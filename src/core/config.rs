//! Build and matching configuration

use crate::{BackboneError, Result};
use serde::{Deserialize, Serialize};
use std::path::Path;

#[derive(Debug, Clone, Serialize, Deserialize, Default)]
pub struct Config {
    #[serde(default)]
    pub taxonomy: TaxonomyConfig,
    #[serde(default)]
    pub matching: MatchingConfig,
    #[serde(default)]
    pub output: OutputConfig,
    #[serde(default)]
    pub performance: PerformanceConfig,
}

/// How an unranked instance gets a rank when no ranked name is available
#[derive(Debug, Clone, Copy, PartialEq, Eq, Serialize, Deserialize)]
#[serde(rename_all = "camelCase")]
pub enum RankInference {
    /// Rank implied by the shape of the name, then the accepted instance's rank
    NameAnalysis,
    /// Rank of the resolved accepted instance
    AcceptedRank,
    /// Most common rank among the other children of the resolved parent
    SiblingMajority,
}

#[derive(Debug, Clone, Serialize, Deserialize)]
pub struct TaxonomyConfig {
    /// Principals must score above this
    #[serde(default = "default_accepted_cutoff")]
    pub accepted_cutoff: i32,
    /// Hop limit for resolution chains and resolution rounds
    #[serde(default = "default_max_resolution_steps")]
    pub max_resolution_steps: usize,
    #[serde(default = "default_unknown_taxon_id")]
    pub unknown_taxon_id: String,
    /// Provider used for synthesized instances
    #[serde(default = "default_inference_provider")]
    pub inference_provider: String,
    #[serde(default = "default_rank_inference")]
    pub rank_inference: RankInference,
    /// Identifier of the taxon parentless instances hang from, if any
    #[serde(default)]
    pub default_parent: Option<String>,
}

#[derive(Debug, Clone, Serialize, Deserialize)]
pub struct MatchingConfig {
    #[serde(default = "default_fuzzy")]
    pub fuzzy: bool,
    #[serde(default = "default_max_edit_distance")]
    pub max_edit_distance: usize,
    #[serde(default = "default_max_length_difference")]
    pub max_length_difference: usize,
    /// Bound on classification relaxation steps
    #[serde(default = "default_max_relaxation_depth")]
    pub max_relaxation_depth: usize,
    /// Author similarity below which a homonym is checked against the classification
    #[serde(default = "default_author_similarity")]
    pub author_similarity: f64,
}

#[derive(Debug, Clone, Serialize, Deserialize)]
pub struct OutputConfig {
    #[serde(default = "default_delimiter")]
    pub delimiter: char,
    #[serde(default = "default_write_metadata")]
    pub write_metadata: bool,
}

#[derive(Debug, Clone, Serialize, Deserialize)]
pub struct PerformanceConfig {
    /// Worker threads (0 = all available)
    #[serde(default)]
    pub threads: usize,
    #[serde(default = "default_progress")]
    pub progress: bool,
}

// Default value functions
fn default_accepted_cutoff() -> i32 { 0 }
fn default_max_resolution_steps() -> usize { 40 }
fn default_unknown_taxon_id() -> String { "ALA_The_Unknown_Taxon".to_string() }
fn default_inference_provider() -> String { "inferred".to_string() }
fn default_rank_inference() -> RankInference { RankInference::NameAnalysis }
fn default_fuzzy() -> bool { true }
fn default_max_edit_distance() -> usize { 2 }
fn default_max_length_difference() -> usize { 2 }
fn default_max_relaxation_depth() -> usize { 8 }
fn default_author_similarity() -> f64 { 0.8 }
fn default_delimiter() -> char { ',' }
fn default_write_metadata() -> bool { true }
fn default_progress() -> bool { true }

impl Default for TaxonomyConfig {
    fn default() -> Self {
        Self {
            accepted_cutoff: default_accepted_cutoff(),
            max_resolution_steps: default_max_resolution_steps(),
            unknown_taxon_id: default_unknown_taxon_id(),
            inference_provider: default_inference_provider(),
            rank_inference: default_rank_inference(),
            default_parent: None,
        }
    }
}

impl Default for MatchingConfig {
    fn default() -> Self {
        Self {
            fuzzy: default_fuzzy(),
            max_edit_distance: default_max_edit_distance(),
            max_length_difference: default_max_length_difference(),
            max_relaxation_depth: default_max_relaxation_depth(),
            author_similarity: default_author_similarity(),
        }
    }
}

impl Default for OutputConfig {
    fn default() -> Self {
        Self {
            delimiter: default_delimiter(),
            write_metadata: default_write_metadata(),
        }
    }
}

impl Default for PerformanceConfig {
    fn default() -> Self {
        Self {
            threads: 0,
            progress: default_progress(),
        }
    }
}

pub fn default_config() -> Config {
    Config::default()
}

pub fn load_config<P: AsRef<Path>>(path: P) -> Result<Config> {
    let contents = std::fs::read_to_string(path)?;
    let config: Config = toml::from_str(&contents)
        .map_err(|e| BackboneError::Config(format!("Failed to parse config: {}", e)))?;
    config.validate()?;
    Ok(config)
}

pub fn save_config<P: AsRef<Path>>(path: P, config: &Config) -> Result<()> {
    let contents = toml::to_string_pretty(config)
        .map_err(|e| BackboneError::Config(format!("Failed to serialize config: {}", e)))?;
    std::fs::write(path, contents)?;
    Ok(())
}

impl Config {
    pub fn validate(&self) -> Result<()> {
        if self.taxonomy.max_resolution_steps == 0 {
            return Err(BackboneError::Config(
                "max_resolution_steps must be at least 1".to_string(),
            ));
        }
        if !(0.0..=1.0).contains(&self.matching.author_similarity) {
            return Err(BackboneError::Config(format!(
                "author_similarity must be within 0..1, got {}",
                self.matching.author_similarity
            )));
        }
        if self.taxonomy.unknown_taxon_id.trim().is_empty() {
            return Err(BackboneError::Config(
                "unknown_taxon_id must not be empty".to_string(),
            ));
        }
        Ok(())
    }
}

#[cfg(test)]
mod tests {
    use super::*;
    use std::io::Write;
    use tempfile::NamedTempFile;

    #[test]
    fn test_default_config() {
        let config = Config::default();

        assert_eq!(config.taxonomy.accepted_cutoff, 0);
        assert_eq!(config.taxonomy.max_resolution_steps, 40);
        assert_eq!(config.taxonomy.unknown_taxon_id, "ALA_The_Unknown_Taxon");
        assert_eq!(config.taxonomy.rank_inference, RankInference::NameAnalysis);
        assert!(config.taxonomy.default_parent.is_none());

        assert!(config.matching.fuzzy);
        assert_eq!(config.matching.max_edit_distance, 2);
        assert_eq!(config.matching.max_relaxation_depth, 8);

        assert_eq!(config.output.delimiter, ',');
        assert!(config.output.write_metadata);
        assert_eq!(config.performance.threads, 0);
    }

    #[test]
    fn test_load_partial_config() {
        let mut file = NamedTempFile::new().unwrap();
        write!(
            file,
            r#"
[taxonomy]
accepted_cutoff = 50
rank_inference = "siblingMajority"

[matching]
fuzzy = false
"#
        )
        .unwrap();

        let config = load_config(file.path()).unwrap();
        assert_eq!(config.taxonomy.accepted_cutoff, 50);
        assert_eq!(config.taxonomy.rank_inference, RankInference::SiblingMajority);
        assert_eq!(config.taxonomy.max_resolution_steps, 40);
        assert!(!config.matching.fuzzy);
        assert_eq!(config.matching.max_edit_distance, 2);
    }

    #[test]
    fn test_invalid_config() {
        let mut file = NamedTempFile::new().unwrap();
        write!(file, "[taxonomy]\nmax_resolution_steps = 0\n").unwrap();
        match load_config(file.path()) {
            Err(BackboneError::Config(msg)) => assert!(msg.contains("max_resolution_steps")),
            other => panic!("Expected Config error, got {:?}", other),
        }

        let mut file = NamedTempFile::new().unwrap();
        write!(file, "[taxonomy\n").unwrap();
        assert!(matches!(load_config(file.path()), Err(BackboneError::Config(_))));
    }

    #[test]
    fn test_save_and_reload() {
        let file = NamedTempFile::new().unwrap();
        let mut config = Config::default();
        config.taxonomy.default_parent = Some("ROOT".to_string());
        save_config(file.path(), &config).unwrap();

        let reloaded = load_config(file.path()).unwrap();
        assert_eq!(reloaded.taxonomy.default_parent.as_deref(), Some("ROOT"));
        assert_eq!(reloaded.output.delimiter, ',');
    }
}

__Problem details__
Every line above that holds "bool" should be copied out.

__Response to this task__
    pub fuzzy: bool,
    pub write_metadata: bool,
    pub progress: bool,
fn default_fuzzy() -> bool { true }
fn default_write_metadata() -> bool { true }
fn default_progress() -> bool { true }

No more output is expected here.